US renderer, feed ingredient producer faces FDA warning
The Virginia-based rendering company was warned about its management of pentobarbital, reported violation of the Food and Drug Administration’s (FDA) Current Good Manufacturing Practice (CGMP) Hazard Analysis and Risk-based Preventive Control requirements, reluctance to recall feed ingredients considered adulterated, and customer communications.
In addition to rendering waste streams from animal processing, supermarkets and food service, Valley Proteins Inc. generates animal feed ingredients and products for use in pet food including poultry, poultry-blood and meat meals, feather meal and stabilized feed and poultry fat.
Following a series of inspections at the company’s facility in Winchester, Virginia, Valley Protein received information about the “significant violations of the Federal Food, Drug, and Cosmetic Act (the Act) that we found during our inspection of your operation,” the FDA said in its warning letter.
As a producer of animal feed ingredients, Valley Protein is responsible for its compliance with requirements of FDA regulation and federal law, the FDA said.
“You should take prompt action to correct the violations described in this letter and establish and implement procedures to ensure that these violations do not recur,” the FDA said in its warning letter. “Failure to do so may result in regulatory action without further notice such as seizure and/or injunction.”
The company has 15 working days following receipt of the letter to alert and explain to the FDA the steps it is taking to correct the violations noted by the agency or to explain why corrective action is delayed and provide an alternative timeline.
“If you do not believe that your products are in violation of the Act, include your reasoning and any supporting information for our consideration,” the FDA said.
Valley Proteins did not respond to a request for comment by press time.
Inspection findings and concerns
Pentobarbital – a drug used to anesthetize some animals – was found in some of the company’s animal fat products, which causes those products to be considered adulterated because the feed ingredients contain “an unsafe new animal drug,” the FDA said. “The drug is unsafe because it was not used in conformance with the drug approval, which does not have a tolerance established for the presence of pentobarbital in the edible tissues of animals.”
“In addition, our inspection found you violated FDA’s Current Good Manufacturing Practice (CGMP), Hazard Analysis, and Risk-Based Preventive Controls requirements for animal food, which causes your products to be adulterated,” the FDA said. “It is a prohibited act to introduce or deliver for introduction into interstate commerce any food that is adulterated or misbranded.”
No tolerance regarding the residue of pentobarbital in animal tissue has been established, the agency said. When used with livestock it can render animal tissue adulterated.
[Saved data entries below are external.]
use panorama_types::alignment::AlignmentEdge;
use panorama_types::frame::{Frame, FrameId};
use panorama_types::intrinsics::Intrinsics;

/// Per-ring successor Δφ cycle sum, then `f_adj = 1 / (1 − d/2π)`
/// averaged across rings, applied to every frame's intrinsics (§4.7 step
/// 5, optional).
///
/// `rings` holds each ring's frame ids in graph (successor) order;
/// `edges` is the alignment graph after the global solve (successor
/// Δφ is read straight from its registered correlation edge, not
/// re-derived).
pub fn refine_focal_length(rings: &[Vec<FrameId>], edges: &[AlignmentEdge], frames: &mut [Frame]) {
    let mut factors = Vec::new();
    for ring in rings {
        let n = ring.len();
        if n < 2 {
            continue;
        }
        let mut drift = 0.0;
        for k in 0..n {
            let from = ring[k];
            let to = ring[(k + 1) % n];
            if let Some(edge) = edges.iter().find(|e| e.from == from && e.to == to && e.valid) {
                drift += edge.d_phi;
            }
        }
        let denom = 1.0 - drift / std::f64::consts::TAU;
        if denom.abs() > 1e-6 {
            factors.push(1.0 / denom);
        }
    }
    if factors.is_empty() {
        return;
    }
    let mean_factor = factors.iter().sum::<f64>() / factors.len() as f64;

    for frame in frames.iter_mut() {
        let current = frame.intrinsics();
        let scaled = Intrinsics {
            fx: current.fx * mean_factor,
            fy: current.fy * mean_factor,
            cx: current.cx * mean_factor,
            cy: current.cy * mean_factor,
            width: current.width,
            height: current.height,
        };
        frame.set_intrinsics(scaled);
    }
}

#[cfg(test)]
mod tests {
    use super::*;
    use panorama_math::rotation::{rotation_y, to_4x4};
    use panorama_types::alignment::RejectReason;
    use panorama_types::exposure::Exposure;
    use panorama_types::intrinsics::Intrinsics;

    fn frame() -> Frame {
        Frame::from_loaded(
            image::RgbImage::new(4, 4),
            to_4x4(rotation_y(0.0)),
            Intrinsics::new(800.0, 800.0, 2.0, 2.0, 4, 4),
            Exposure::default(),
        )
    }

    fn edge(from: FrameId, to: FrameId, d_phi: f64) -> AlignmentEdge {
        AlignmentEdge {
            from,
            to,
            d_phi,
            d_theta: 0.0,
            dx: 0.0,
            dy: 0.0,
            overlap_weight: 400.0,
            valid: true,
            reject_reason: RejectReason::None,
            forced: false,
            quartile: false,
        }
    }

    #[test]
    fn zero_drift_leaves_intrinsics_unchanged() {
        let mut frames = vec![frame(), frame(), frame()];
        let ids: Vec<FrameId> = frames.iter().map(|f| f.id).collect();
        let rings = vec![ids.clone()];
        let edges = vec![
            edge(ids[0], ids[1], std::f64::consts::TAU / 3.0),
            edge(ids[1], ids[2], std::f64::consts::TAU / 3.0),
            edge(ids[2], ids[0], std::f64::consts::TAU / 3.0),
        ];
        let before = frames[0].intrinsics();
        refine_focal_length(&rings, &edges, &mut frames);
        assert!((frames[0].intrinsics().fx - before.fx).abs() < 1e-9);
    }

    #[test]
    fn no_rings_is_a_noop() {
        let mut frames = vec![frame()];
        let before = frames[0].intrinsics();
        refine_focal_length(&[], &[], &mut frames);
        assert_eq!(frames[0].intrinsics(), before);
    }
}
In an initial response to the FDA regarding the presence of the chemical, the company said that pentobarbital was an “unavoidable contaminant,” the agency reported in its warning letter. Valley Proteins has a responsibility to produce animal feed that is not adulterated, the agency added.
“Adulteration of animal food with pentobarbital is not unavoidable,” the agency said. “It is your responsibility to prevent adulteration of animal food with unsafe new animal drugs by ensuring that you are not receiving ingredients from your suppliers that contain unsafe new animal drugs or by developing methods to ensure that materials you receive containing unsafe new animal drugs are segregated and not used for animal food.”
Valley Proteins also “failed to identify and evaluate each known or reasonably foreseeable hazard for each type of animal food you manufacture,” the FDA said. This oversight included evaluating hazards from raw materials like pentobarbital.
A revised hazard analysis for the company adds that it will no longer accept or process “dead stock,” which includes euthanized animals, the agency said. The company reported that it stopped taking some carcasses in January but letters to customers in May said that the company accepts euthanized animals for collection and disposal but that animals that are chemically euthanized will not be rendered.
FDA said that it would like information on how those animals will be gathered and disposed of.
The agency also mentioned that the company should continue to disclose hazards – such as microbial hazards – it has identified but is relying on customers to control in documents with the animal feed. And, preventive controls established as process controls need to be improved as they are lacking “adequate parameters for control of some hazards.”
Feed recall discussion
The FDA’s investigation found that Valley Proteins also did not take “immediate action” to alert customers or recall its product after it became aware of the pentobarbital contamination, the agency said. The FDA asked if the company planned to recall the contaminated animal feed product multiple times.
“You stated you did not plan to do so and did not provide FDA with requested information regarding the amount of potentially affected product that was distributed by your firm before you learned of the positive FDA test result,” the FDA reported.
However, the company did respond that it had been cleaning and conducting pentobarbital testing, the agency said. Although those actions are appropriate to establish that any residual pentobarbital has been removed, the company did not explain how it accounted for any adulterated product distributed.
“In your response… you stated that you believe there is no legal requirement for your facility to recall any products due to contamination with pentobarbital,” the FDA reported. “A recall is a voluntary action to remove products that are in violation of the FD&C Act. As explained above, your animal food (including livestock food) containing pentobarbital is adulterated. It is important to notify affected customers and remove all adulterated animal food from the marketplace.”